March Wish
Untuk yang sedang berulang tahun hari ini, selamat menua.
Bagaimana tidurmu, semalam? Nyenyak? Sudah ada yang memberi ucapan? Hehe cie tambah tua. Ingat terakhir kali kita bercakap? tak ada jawaban. Kamu ingkar janji. Tuan, aku pernah merasa sia-sia mulai dari berjuang hingga bertahan; walaupun sudah sama sekali tidak ditahan. Aku yang dulu yakin bahwa kamu punya kuasa penuh perkara isi hati. Tapi apa? Sekali lagi aku dibuat ragu.
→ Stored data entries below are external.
//! Entry-point server: the trusted side of every boundary crossing
//!
//! `Server` implements `EnclaveEntry`. It takes and frees the input
//! buffer, dispatches on the selector, and always allocates the output
//! buffer for the reply. An error is encoded into the output next to its
//! status. A panic never crosses the boundary: it aborts the enclave.
//
// SPDX-License-Identifier: MIT
// Copyright (C) 2022 VTT Technical Research Centre of Finland Ltd

use std::collections::HashMap;
use std::panic::{catch_unwind, AssertUnwindSafe};
use std::sync::Arc;

use edge::alloc::BoundaryParams;
use edge::config::EnclaveConfig;
use edge::ecall::{EnclaveEntry, ECALL_USER_BASE};
use edge::message::{MessageReader, MessageWriter};
use edge::ocall::HostExit;
use edge::snapshot::{borrow_entries, ForkHandshakeConfig, MemoryLayout};
use log::{debug, warn};

pub use edge::ecall::CallID;

use crate::{enclave_abort, Error, Status};
use crate::application::{Application, Context, TrustedApplication};

/// A listener for receiving user-defined entry calls
pub trait Listener: Send + Sync {

    /// Callback for handling user-defined entry calls
    ///
    /// # Input
    /// * 'ctx' is the enclave context
    /// * 'input' holds the call arguments
    /// * 'output' collects the reply
    ///
    /// # Return
    ///
    /// Call status returned to the host

    fn on_ecall(&self, ctx: &Context, input: &mut MessageReader, output: &mut MessageWriter)
                -> Status;
}

impl<F> Listener for F
    where F: Fn(&Context, &mut MessageReader, &mut MessageWriter) -> Result<(), Error> + Send + Sync
{
    fn on_ecall(&self, ctx: &Context, input: &mut MessageReader, output: &mut MessageWriter)
                -> Status {
        match self(ctx, input, output) {
            Ok(())   => Status::Success,
            Err(err) => {
                *output = MessageWriter::new();
                err.encode(output);
                err.status()
            },
        }
    }
}

/// Entry-point server of one enclave
pub struct Server {
    app:       Arc<TrustedApplication>,
    listeners: HashMap<u64, Box<dyn Listener>>,
}

impl Server {

    pub fn new(app: Arc<TrustedApplication>) -> Self {
        Self{app: app, listeners: HashMap::new()}
    }

    /// Server for `app` in an enclave with the given host and memory
    pub fn with_application<A: Application + 'static>(app: A,
                                                      host: Arc<dyn HostExit>,
                                                      layout: MemoryLayout) -> Self {
        Self::new(Arc::new(TrustedApplication::new(app, Context::new(host, layout))))
    }

    pub fn application(&self) -> &Arc<TrustedApplication> {
        &self.app
    }

    /// Add a listener for a user-defined entry call
    ///
    /// # Input
    /// * 'selector' is at least `ECALL_USER_BASE`
    /// * 'listener' serves the calls
    ///
    /// # Return
    ///
    /// Ok() or Err(Error::InvalidArgument) for a reserved selector

    pub fn add_listener(&mut self, selector: u64, listener: Box<dyn Listener>)
                        -> Result<(), Error> {
        if selector < ECALL_USER_BASE {
            return Err(Error::InvalidArgument(
                format!("selector {:#x} is reserved for lifecycle calls", selector)));
        }
        if self.listeners.insert(selector, listener).is_some() {
            warn!("listener for entry call {:#x} replaced", selector);
        }
        Ok(())
    }

    fn dispatch(&self, selector: u64, input: &mut MessageReader, output: &mut MessageWriter)
                -> Result<Status, Error> {

        let id = match CallID::from_u64(selector) {
            Some(id) => id,
            None => {
                let listener = self.listeners
                                   .get(&selector)
                                   .ok_or(Error::BadSelector(selector))?;
                return Ok(listener.on_ecall(self.app.context(), input, output));
            },
        };

        debug!("entry call {:?}", id);
        match id {
            CallID::Initialize => {
                let name = input.next_string()?;
                let config = EnclaveConfig::decode(input)?;
                self.app.initialize(&name, config)?;
            },
            CallID::Run => {
                let data = next_payload(input)?;
                let result = self.app.run(&data)?;
                if !result.is_empty() {
                    output.push_bytes(&result);
                }
            },
            CallID::Finalize => {
                let data = next_payload(input)?;
                self.app.finalize(&data)?;
            },
            CallID::DeliverSignal => {
                output.push(self.app.deliver_signal(input));
            },
            CallID::TakeSnapshot => {
                self.app.take_snapshot()?.into_message(output);
            },
            CallID::Restore => {
                /* The host keeps the lent layout alive for the whole call */
                self.app.restore_with(|| unsafe { borrow_entries(input) })?;
            },
            CallID::TransferSecureSnapshotKey => {
                let handshake = ForkHandshakeConfig::decode(input)
                    .map_err(|e| Error::InvalidArgument(format!("fork handshake: {}", e)))?;
                self.app.transfer_secure_snapshot_key(&handshake)?;
            },
        }
        Ok(Status::Success)
    }

    fn serve(&self, selector: u64, params: &mut BoundaryParams) -> Status {
        let mut output = MessageWriter::new();
        let status = match params.take_input()
                                 .and_then(|mut input| self.dispatch(selector, &mut input, &mut output)) {
            Ok(status) => status,
            Err(err)   => {
                debug!("entry call {:#x} failed: {}", selector, err);
                output = MessageWriter::new();
                err.encode(&mut output);
                err.status()
            },
        };

        if let Err(err) = params.set_output(&output) {
            enclave_abort(&format!("cannot allocate the reply: {}", err));
        }
        status
    }
}

fn next_payload(input: &mut MessageReader) -> Result<Vec<u8>, Error> {
    if input.has_next() {
        return input.next_bytes();
    }
    Ok(Vec::new())
}

impl EnclaveEntry for Server {
    fn enter(&self, selector: u64, params: &mut BoundaryParams) -> Status {
        return match catch_unwind(AssertUnwindSafe(|| self.serve(selector, params))) {
            Ok(status) => status,
            Err(_)     => enclave_abort(&format!("panic in entry call {:#x}", selector)),
        };
    }
}
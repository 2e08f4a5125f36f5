//! Ownership of memory that crosses the boundary
//!
//! Boundary buffers live on the untrusted heap. A `HostBuffer` owns one such
//! allocation and frees it exactly once when dropped. Ownership moves across
//! a crossing through `BoundaryParams`: the caller places its argument buffer
//! in `input`, the callee takes it (and frees it), and the callee places a
//! newly allocated result in `output` for the caller to take.
//
// SPDX-License-Identifier: MIT
// Copyright (C) 2022 VTT Technical Research Centre of Finland Ltd

use core::ffi::c_void;
use core::ptr::NonNull;

use crate::Error;
use crate::message::{MessageReader, MessageWriter};

/// Untrusted heap allocation with a single owner
#[derive(Debug)]
pub struct HostBuffer {
    ptr: NonNull<u8>,
    len: usize,
}

// The buffer is plain bytes owned by exactly one HostBuffer
unsafe impl Send for HostBuffer {}
unsafe impl Sync for HostBuffer {}

impl HostBuffer {

    /// Allocate a zeroed buffer of `len` bytes
    ///
    /// # Inputs
    /// * 'len' is the buffer size in bytes, must be non-zero
    ///
    /// # Returns
    ///
    /// The buffer, Err(Error::InvalidArgument) for a zero length or
    /// Err(Error::OutOfMemory) when the allocation fails

    pub fn alloc(len: usize) -> Result<Self, Error> {
        if len == 0 {
            return Err(Error::InvalidArgument("zero-length boundary buffer".into()));
        }

        let raw = unsafe { libc::calloc(1, len) } as *mut u8;
        match NonNull::new(raw) {
            Some(ptr) => Ok(Self{ptr: ptr, len: len}),
            None      => Err(Error::OutOfMemory),
        }
    }

    /// Allocate a buffer holding a copy of `bytes`
    pub fn from_slice(bytes: &[u8]) -> Result<Self, Error> {
        let mut buffer = Self::alloc(bytes.len())?;
        buffer.as_mut_slice().copy_from_slice(bytes);
        Ok(buffer)
    }

    /// Allocate a buffer holding a serialized message
    pub fn from_message(writer: &MessageWriter) -> Result<Self, Error> {
        let mut buffer = Self::alloc(writer.message_size())?;
        writer.serialize(buffer.as_mut_slice())?;
        Ok(buffer)
    }

    /// Take ownership of memory obtained from `into_raw`
    ///
    /// # Safety
    ///
    /// `ptr` must come from `HostBuffer::into_raw` with the same `len` (in
    /// this process) and must not be owned by any other HostBuffer.

    pub unsafe fn from_raw(ptr: *mut u8, len: usize) -> Result<Self, Error> {
        match NonNull::new(ptr) {
            Some(ptr) if len > 0 => Ok(Self{ptr: ptr, len: len}),
            _ => Err(Error::InvalidArgument("null or empty boundary buffer".into())),
        }
    }

    /// Release ownership without freeing. The receiver must call `from_raw`.
    pub fn into_raw(self) -> (*mut u8, usize) {
        let raw = (self.ptr.as_ptr(), self.len);
        core::mem::forget(self);
        raw
    }

    pub fn len(&self) -> usize {
        self.len
    }

    pub fn is_empty(&self) -> bool {
        self.len == 0
    }

    /// Address of the first byte
    pub fn addr(&self) -> usize {
        self.ptr.as_ptr() as usize
    }

    pub fn as_slice(&self) -> &[u8] {
        unsafe { core::slice::from_raw_parts(self.ptr.as_ptr(), self.len) }
    }

    pub fn as_mut_slice(&mut self) -> &mut [u8] {
        unsafe { core::slice::from_raw_parts_mut(self.ptr.as_ptr(), self.len) }
    }
}

impl Drop for HostBuffer {
    fn drop(&mut self) {
        unsafe { libc::free(self.ptr.as_ptr() as *mut c_void) };
    }
}

/// Buffers moved through one boundary crossing
#[derive(Debug, Default)]
pub struct BoundaryParams {
    /// Serialized arguments; allocated by the caller, taken by the callee
    pub input:  Option<HostBuffer>,
    /// Serialized results; allocated by the callee, taken by the caller
    pub output: Option<HostBuffer>,
}

impl BoundaryParams {

    /// Parameters carrying `writer` as input. An empty message has no buffer.
    pub fn from_writer(writer: &MessageWriter) -> Result<Self, Error> {
        let input = if writer.message_size() == 0 {
            None
        } else {
            Some(HostBuffer::from_message(writer)?)
        };

        Ok(Self{input: input, output: None})
    }

    /// Callee side: take and free the input, returning its decoded form
    pub fn take_input(&mut self) -> Result<MessageReader, Error> {
        match self.input.take() {
            Some(buffer) => MessageReader::deserialize(buffer.as_slice()),
            None         => Ok(MessageReader::empty()),
        }
    }

    /// Callee side: allocate the output for `writer`, nothing for no results
    pub fn set_output(&mut self, writer: &MessageWriter) -> Result<(), Error> {
        self.output = if writer.message_size() == 0 {
            None
        } else {
            Some(HostBuffer::from_message(writer)?)
        };
        Ok(())
    }

    /// Caller side: take and free the output, returning its decoded form
    pub fn take_output(&mut self) -> Result<MessageReader, Error> {
        match self.output.take() {
            Some(buffer) => MessageReader::deserialize(buffer.as_slice()),
            None         => Ok(MessageReader::empty()),
        }
    }
}
//! Internal modules of the host runtime
//
// SPDX-License-Identifier: MIT
// Copyright (C) 2022 VTT Technical Research Centre of Finland Ltd

pub(crate) mod dispatcher;
//! Signal relay from the host into enclaves
//!
//! The enclave registers a handler for a bridge signal number through a
//! host call. The relay records which enclave owns the host signal and
//! installs a host handler. In hardware mode the handler always enters the
//! enclave; in simulation mode it calls the trusted handler directly when
//! the interrupted thread is already executing inside that enclave.
//
// SPDX-License-Identifier: MIT
// Copyright (C) 2022 VTT Technical Research Centre of Finland Ltd

use std::collections::HashMap;
use std::ffi::c_void;
use std::sync::{Arc, RwLock, Weak};

use edge::bridge::signal::{from_bridge_signal, from_bridge_signal_flags, to_bridge_signal,
                           to_bridge_signal_code, BridgeSignalHandler, EnclaveSignal};
use edge::message::{MessageReader, MessageWriter};
use lazy_static::lazy_static;
use libc::{c_int, siginfo_t};
use log::{debug, warn};
use nix::sys::signal::{sigaction, SaFlags, SigAction, SigHandler, SigSet, Signal};

use crate::Error;
use crate::enclave::{EnclaveClient, EnclaveManager, ExecutionMode};
use crate::ocall::{reply_error, Listener};

/// Trusted handler entered directly in simulation mode:
/// (bridge signal number, bridge signal code) -> result
pub type DirectHandler = extern "C" fn(i32, i32) -> i32;

#[derive(Clone)]
struct Registration {
    client: Arc<dyn EnclaveClient>,
    /* DirectHandler address, 0 if the enclave gave none */
    direct: u64,
}

lazy_static! {
    /* Host signal number to owning enclave */
    static ref REGISTRY: RwLock<HashMap<c_int, Registration>> = RwLock::new(HashMap::new());
}

/// Enclave that owns a host signal, if any
pub fn registered_client(host_signum: c_int) -> Option<Arc<dyn EnclaveClient>> {
    let registry = REGISTRY.read().ok()?;
    registry.get(&host_signum).map(|reg| reg.client.clone())
}

/// Register an enclave's handler for a signal and install the host handler
///
/// # Inputs
/// * 'bridge_signum' is the bridge signal number
/// * 'handler' is the trusted handler descriptor
/// * 'client' is the owning enclave
///
/// # Returns
///
/// Ok() when installed. A POSIX error with EINVAL when the signal has no
/// host counterpart, or the sigaction error.

pub fn register_signal(bridge_signum: i32,
                       handler: &BridgeSignalHandler,
                       client: Arc<dyn EnclaveClient>)
                       -> Result<(), Error> {

    let host = from_bridge_signal(bridge_signum);
    if host <= 0 {
        return Err(Error::posix(libc::EINVAL, "signal has no host number"));
    }
    let signal = Signal::try_from(host)
                        .map_err(|errno| Error::posix(errno as i32, "signal cannot be handled"))?;

    let mut mask = SigSet::empty();
    for bridge in handler.mask.iter() {
        if let Ok(blocked) = Signal::try_from(from_bridge_signal(bridge)) {
            mask.add(blocked);
        }
    }
    let flags = SaFlags::from_bits_truncate(from_bridge_signal_flags(handler.flags))
              | SaFlags::SA_SIGINFO;
    let entry = match client.execution_mode() {
        ExecutionMode::Hardware   => hardware_handler as extern "C" fn(c_int, *mut siginfo_t, *mut c_void),
        ExecutionMode::Simulation => simulation_handler,
    };

    let action = SigAction::new(SigHandler::SigAction(entry), flags, mask);
    unsafe { sigaction(signal, &action) }
        .map_err(|errno| Error::posix(errno as i32, "sigaction"))?;

    let mut registry = REGISTRY.write()
                               .map_err(|_| Error::Internal("signal registry lock".into()))?;
    let name = client.name().to_string();
    if let Some(previous) = registry.insert(host, Registration{client: client, direct: handler.sigaction}) {
        warn!("signal {} handler of enclave {} overwritten by enclave {}",
              host, previous.client.name(), name);
    }

    debug!("signal {} relayed to the enclave", host);
    Ok(())
}

extern "C" fn hardware_handler(signum: c_int, info: *mut siginfo_t, _context: *mut c_void) {
    relay(signum, info, false);
}

extern "C" fn simulation_handler(signum: c_int, info: *mut siginfo_t, _context: *mut c_void) {
    relay(signum, info, true);
}

fn relay(signum: c_int, info: *mut siginfo_t, allow_direct: bool) {
    /* Never block inside a signal handler */
    let registration = match REGISTRY.try_read() {
        Ok(registry) => registry.get(&signum).cloned(),
        Err(_)       => None,
    };
    let registration = match registration {
        Some(registration) => registration,
        None               => return,
    };

    let code = if info.is_null() { 0 } else { to_bridge_signal_code(unsafe { (*info).si_code }) };
    let signal = EnclaveSignal{signum: to_bridge_signal(signum), code: code, gregs: Vec::new()};

    if allow_direct && registration.direct != 0 && registration.client.is_execution_active() {
        let direct: DirectHandler = unsafe { std::mem::transmute(registration.direct as usize) };
        direct(signal.signum, signal.code);
        return;
    }

    if let Err(err) = deliver(&*registration.client, &signal) {
        warn!("signal {} not handled: {}", signum, err);
    }
}

/// Enter the enclave to run its handler for `signal`
///
/// # Returns
///
/// Ok() when the enclave reports the handler ran, otherwise the entry
/// failure or an error carrying the enclave's result code

pub fn deliver(client: &dyn EnclaveClient, signal: &EnclaveSignal) -> Result<(), Error> {
    return match client.enter_and_handle_signal(signal)? {
        0    => Ok(()),
        code => Err(Error::Internal(
            format!("enclave {} returned {} for signal {}", client.name(), code, signal.signum))),
    };
}

/// Listener for `CallID::RegisterSignalHandler`
///
/// Arguments: bridge signal number, `BridgeSignalHandler`, enclave name.
/// Reply: result (0 or -1) and bridge errno.

pub(crate) fn register_signal_listener(manager: Weak<EnclaveManager>) -> Box<dyn Listener> {
    Box::new(move |input: &mut MessageReader, output: &mut MessageWriter| -> Result<(), Error> {
        let bridge_signum = input.next::<i32>()?;
        let handler = BridgeSignalHandler::decode(input)?;
        let name = input.next_string()?;

        let manager = manager.upgrade()
                             .ok_or_else(|| Error::FailedPrecondition("host runtime is gone".into()))?;
        let client = match manager.get_client(&name) {
            Some(client) => client,
            None => {
                warn!("signal registration from unknown enclave {}", name);
                reply_error(output, -1i32, libc::EINVAL);
                return Ok(());
            },
        };

        match register_signal(bridge_signum, &handler, client) {
            Ok(()) => reply_error(output, 0i32, 0),
            Err(err) => {
                warn!("signal {} registration failed: {}", bridge_signum, err);
                reply_error(output, -1i32, err.errno());
            },
        }
        Ok(())
    })
}

#[cfg(test)]
mod tests {
    use super::*;

    use std::sync::Mutex;
    use std::sync::atomic::{AtomicI32, Ordering};

    use edge::bridge::signal::{BridgeSigSet, BRIDGE_SIGKILL, BRIDGE_SIGUSR1, BRIDGE_SIGUSR2};
    use edge::ecall::CallID;
    use nix::sys::signal::raise;

    struct Catcher {
        mode:   ExecutionMode,
        active: bool,
        seen:   Mutex<Vec<EnclaveSignal>>,
        /* DeliverSignal result */
        result: i32,
    }

    impl Catcher {
        fn new(mode: ExecutionMode, active: bool) -> Self {
            Self{mode: mode, active: active, seen: Mutex::new(Vec::new()), result: 0}
        }
    }

    impl EnclaveClient for Catcher {
        fn name(&self) -> &str { "catcher" }
        fn base_address(&self) -> usize { 0 }
        fn enclave_size(&self) -> usize { 0 }
        fn execution_mode(&self) -> ExecutionMode { self.mode }
        fn is_execution_active(&self) -> bool { self.active }
        fn set_process_id(&self) {}
        fn release(&self) -> Result<(), Error> { Ok(()) }

        fn enter(&self, selector: u64, input: &MessageWriter) -> Result<MessageReader, Error> {
            assert_eq!(selector, CallID::as_u64(CallID::DeliverSignal));
            let mut reader = MessageReader::deserialize(&input.to_bytes())?;
            self.seen.lock().unwrap().push(EnclaveSignal::decode(&mut reader)?);
            let mut output = MessageWriter::new();
            output.push(self.result);
            Ok(MessageReader::from(output))
        }
    }

    static DIRECT_SEEN: AtomicI32 = AtomicI32::new(0);

    extern "C" fn direct(signum: i32, _code: i32) -> i32 {
        DIRECT_SEEN.store(signum, Ordering::SeqCst);
        0
    }

    #[test]
    fn signal_crosses_into_inactive_enclave() {
        let client = Arc::new(Catcher::new(ExecutionMode::Simulation, false));
        let handler = BridgeSignalHandler{sigaction: direct as usize as u64,
                                          mask:      BridgeSigSet::empty(),
                                          flags:     0};
        register_signal(BRIDGE_SIGUSR1, &handler, client.clone()).unwrap();
        assert!(registered_client(libc::SIGUSR1).is_some());

        raise(Signal::SIGUSR1).unwrap();
        let seen = client.seen.lock().unwrap();
        assert_eq!(seen.len(), 1);
        assert_eq!(seen[0].signum, BRIDGE_SIGUSR1);
    }

    #[test]
    fn active_simulated_enclave_is_called_directly() {
        let client = Arc::new(Catcher::new(ExecutionMode::Simulation, true));
        let handler = BridgeSignalHandler{sigaction: direct as usize as u64,
                                          mask:      BridgeSigSet::empty(),
                                          flags:     0};
        register_signal(BRIDGE_SIGUSR2, &handler, client.clone()).unwrap();

        raise(Signal::SIGUSR2).unwrap();
        assert_eq!(DIRECT_SEEN.load(Ordering::SeqCst), BRIDGE_SIGUSR2);
        assert!(client.seen.lock().unwrap().is_empty());
    }

    #[test]
    fn unknown_and_unhandleable_signals_are_rejected() {
        let client = Arc::new(Catcher::new(ExecutionMode::Hardware, false));
        let handler = BridgeSignalHandler::default();

        let err = register_signal(0, &handler, client.clone()).unwrap_err();
        assert_eq!(err.errno(), libc::EINVAL);
        assert!(register_signal(BRIDGE_SIGKILL, &handler, client).is_err());
    }

    #[test]
    fn refused_delivery_is_an_error() {
        let signal = EnclaveSignal{signum: BRIDGE_SIGUSR1, code: 0, gregs: Vec::new()};

        let client = Catcher::new(ExecutionMode::Hardware, false);
        deliver(&client, &signal).unwrap();

        let blocked = Catcher{result: -1, ..Catcher::new(ExecutionMode::Hardware, false)};
        assert!(matches!(deliver(&blocked, &signal), Err(Error::Internal(_))));
        assert_eq!(blocked.seen.lock().unwrap().len(), 1);

        let not_ready = Catcher{result: 2, ..Catcher::new(ExecutionMode::Hardware, false)};
        assert!(deliver(&not_ready, &signal).is_err());
    }
}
Lalu hingga pada tahap aku sudah lelah berdiskusi rasa, semua aku perjelas, kamu pergi. Runtuh. Semua nampak asing. Aku kecewa, tapi aku tak pernah bisa marah. Bohong kalau kamu dengar kabar aku telah usai. Nyatanya kabarmu yang masih aku kejar sampai detik ini. Tuan, tahu tidak? Orang-orang riuh sekali, berisik, bertanya 'dimana harga dirimu?', padahal aku hanya ingin tahu bagaimana kabarmu. Aku geram, bukankah bahagiaku aku yang pegang kendali? Ujarku dalam hati 'kalau tidak bisa paham aku lebih baik diam saja, aku tak perlu ocehan mu'. Mereka hanya bisa menghakimi perasaanku bukan? tapi tidak memberi tahuku cara untuk tetap baik-baik saja. Ckk konyol sekali hidup ini. Aku ingin marah, lalu berhenti berurusan dengan mereka. Tapi nyatanya mereka yang selalu menenangkanku saat ragamu acuh padaku, mereka yang paling mengerti aku ketika kamu bahkan tak peduli aku, intinya mereka lebih menghargai hadirku daripada kamu. Tuan, aku beritahu ya.. Aku ingin sekali jadi pemeran utama dalam ceritaku sendiri . Berusaha masuk dalam skenario asmaramu nyatanya sesulit aku meminta semesta untuk kamu tetap disini. Nihil, hanya sakit dan penolakan yang aku terima. Ternyata berpura-pura untuk haha hihi saja tidak cukup ya. Intinya aku keras kepala, kamu tau itu bukan?
Oiya, Tuan. Aku memang masih belum sempurna untuk belajar ikhlas. Setidaknya aku sudah mulai berdamai dengan hati sendiri. Maaf ya sudah mau aku repotkan perihal rasa. Nanti, kalau mendengar namamu aku sudah baik-baik saja, secepatnya, akan aku beritahu.